* _To do_:
From the listing below, copy each line that holds "extensions".
Extracted entries: Begin
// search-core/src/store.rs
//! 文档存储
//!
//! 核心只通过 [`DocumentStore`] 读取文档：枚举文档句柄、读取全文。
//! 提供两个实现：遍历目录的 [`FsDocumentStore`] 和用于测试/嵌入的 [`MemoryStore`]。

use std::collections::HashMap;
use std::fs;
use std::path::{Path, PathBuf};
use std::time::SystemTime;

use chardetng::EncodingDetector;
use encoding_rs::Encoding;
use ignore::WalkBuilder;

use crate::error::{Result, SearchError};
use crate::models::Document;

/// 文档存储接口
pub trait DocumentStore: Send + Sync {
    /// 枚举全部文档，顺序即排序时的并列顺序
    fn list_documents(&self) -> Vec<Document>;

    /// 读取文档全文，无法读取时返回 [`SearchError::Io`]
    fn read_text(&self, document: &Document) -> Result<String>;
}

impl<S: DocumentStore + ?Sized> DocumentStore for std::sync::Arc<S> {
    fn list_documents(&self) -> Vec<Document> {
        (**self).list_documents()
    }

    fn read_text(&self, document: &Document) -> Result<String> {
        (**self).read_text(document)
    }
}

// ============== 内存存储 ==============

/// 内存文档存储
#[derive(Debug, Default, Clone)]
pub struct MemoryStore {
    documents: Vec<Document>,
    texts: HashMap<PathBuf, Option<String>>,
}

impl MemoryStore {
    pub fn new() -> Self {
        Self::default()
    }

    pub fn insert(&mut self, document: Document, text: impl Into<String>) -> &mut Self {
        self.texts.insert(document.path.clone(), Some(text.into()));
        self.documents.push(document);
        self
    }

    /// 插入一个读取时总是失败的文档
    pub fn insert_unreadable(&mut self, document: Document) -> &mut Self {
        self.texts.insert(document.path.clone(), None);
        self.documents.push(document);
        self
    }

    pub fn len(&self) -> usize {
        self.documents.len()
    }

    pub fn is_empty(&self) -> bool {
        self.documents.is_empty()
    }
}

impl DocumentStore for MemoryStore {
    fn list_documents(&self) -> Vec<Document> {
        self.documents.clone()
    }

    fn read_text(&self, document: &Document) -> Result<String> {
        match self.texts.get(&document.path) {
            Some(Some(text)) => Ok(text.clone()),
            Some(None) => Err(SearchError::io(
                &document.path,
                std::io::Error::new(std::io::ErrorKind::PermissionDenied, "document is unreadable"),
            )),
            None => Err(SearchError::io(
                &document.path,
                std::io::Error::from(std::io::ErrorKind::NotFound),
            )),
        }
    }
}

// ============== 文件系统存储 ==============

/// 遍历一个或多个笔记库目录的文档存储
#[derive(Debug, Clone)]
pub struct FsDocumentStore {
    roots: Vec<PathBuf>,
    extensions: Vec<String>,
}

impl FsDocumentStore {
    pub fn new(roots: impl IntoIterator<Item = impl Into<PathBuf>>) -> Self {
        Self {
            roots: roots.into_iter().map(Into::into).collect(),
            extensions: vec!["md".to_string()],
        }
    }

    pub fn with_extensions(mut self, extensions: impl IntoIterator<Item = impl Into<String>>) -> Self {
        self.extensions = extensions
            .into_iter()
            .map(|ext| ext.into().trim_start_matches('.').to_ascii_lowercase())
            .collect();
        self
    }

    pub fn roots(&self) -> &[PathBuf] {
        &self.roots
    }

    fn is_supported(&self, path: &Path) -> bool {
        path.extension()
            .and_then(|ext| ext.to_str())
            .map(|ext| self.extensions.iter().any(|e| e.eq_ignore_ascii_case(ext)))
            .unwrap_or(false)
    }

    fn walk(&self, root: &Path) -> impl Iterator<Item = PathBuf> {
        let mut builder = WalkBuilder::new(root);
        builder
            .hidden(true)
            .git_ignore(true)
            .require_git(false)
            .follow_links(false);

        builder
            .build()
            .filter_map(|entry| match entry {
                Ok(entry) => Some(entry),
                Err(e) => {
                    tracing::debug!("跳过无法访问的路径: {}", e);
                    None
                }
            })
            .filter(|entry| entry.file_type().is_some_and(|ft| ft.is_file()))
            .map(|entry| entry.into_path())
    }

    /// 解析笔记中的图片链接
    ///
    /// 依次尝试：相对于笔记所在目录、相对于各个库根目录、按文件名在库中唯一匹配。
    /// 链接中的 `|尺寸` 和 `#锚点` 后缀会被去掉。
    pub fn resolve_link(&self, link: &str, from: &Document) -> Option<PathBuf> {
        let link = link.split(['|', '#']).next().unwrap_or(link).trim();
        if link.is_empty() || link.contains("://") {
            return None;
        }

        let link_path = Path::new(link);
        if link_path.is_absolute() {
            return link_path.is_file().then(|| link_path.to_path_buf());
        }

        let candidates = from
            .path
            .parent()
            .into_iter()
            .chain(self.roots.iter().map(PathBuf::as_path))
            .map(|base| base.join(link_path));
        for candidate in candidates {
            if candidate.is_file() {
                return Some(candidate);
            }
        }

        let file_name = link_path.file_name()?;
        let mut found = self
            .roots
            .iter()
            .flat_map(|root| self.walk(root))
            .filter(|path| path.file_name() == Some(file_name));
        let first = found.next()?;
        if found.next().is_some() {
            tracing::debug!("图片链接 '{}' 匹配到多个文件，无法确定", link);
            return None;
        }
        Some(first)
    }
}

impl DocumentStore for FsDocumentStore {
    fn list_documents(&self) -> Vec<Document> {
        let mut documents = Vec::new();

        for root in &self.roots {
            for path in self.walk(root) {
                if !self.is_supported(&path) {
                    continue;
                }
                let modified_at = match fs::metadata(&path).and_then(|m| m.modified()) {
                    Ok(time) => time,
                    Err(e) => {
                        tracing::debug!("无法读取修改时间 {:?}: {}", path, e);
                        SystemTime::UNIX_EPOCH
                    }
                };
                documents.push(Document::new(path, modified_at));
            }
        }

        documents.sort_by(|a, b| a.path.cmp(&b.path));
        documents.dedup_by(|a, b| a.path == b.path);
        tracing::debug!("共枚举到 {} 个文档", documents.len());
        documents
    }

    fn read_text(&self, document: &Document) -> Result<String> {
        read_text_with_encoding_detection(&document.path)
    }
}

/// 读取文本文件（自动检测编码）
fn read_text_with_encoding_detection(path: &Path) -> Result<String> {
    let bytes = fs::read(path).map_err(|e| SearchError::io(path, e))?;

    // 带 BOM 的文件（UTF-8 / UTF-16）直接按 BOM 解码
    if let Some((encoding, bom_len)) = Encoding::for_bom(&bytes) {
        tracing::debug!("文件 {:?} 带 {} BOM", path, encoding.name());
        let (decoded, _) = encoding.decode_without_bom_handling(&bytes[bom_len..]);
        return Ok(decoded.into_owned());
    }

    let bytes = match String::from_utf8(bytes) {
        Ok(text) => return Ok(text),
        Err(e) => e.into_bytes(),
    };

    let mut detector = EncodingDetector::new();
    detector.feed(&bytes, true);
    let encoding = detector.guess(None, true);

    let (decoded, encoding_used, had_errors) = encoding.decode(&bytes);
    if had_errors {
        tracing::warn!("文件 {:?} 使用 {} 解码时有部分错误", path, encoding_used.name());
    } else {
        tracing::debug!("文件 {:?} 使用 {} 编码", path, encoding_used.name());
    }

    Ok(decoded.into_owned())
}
Extracted entries: End
Extracted entries: Begin
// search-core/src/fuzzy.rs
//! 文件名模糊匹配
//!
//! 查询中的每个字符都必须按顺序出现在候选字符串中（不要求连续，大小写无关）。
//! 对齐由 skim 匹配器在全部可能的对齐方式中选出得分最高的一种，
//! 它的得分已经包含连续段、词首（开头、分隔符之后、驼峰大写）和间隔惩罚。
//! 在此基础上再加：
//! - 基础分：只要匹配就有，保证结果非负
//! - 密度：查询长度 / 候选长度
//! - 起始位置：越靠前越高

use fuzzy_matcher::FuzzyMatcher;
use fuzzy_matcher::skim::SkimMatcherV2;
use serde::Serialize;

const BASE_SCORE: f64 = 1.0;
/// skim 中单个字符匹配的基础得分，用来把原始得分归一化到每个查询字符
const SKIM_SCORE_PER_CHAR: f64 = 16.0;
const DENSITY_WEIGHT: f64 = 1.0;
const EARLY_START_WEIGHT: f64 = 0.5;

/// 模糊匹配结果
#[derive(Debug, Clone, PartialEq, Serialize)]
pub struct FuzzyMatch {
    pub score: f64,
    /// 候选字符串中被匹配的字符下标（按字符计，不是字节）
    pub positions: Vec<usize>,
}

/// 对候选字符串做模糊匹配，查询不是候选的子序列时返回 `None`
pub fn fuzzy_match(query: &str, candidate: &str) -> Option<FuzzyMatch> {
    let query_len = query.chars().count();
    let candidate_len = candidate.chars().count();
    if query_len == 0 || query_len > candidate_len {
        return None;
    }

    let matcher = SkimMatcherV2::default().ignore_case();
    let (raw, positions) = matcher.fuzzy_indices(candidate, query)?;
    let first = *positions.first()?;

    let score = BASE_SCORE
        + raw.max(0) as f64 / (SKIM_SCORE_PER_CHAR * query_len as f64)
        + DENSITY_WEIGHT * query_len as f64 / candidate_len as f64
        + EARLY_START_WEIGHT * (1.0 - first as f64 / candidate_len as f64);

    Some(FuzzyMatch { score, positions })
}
Extracted entries: End
Extracted entries: Begin
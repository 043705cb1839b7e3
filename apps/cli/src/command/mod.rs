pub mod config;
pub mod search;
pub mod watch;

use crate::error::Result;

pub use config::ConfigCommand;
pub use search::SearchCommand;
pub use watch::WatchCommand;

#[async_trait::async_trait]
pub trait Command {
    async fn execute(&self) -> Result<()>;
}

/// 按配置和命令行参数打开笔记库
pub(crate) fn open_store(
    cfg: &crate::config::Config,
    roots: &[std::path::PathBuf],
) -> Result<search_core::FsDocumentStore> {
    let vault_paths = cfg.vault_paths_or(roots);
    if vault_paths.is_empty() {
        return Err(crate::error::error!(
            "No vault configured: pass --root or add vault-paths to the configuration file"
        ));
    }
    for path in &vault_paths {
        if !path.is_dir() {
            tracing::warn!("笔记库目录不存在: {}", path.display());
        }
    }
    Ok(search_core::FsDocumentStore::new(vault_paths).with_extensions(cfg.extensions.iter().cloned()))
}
Extracted entries: End
* _Answer area_:
    extensions: Vec<String>,
            extensions: vec!["md".to_string()],
    pub fn with_extensions(mut self, extensions: impl IntoIterator<Item = impl Into<String>>) -> Self {
        self.extensions = extensions
            .map(|ext| self.extensions.iter().any(|e| e.eq_ignore_ascii_case(ext)))
    Ok(search_core::FsDocumentStore::new(vault_paths).with_extensions(cfg.extensions.iter().cloned()))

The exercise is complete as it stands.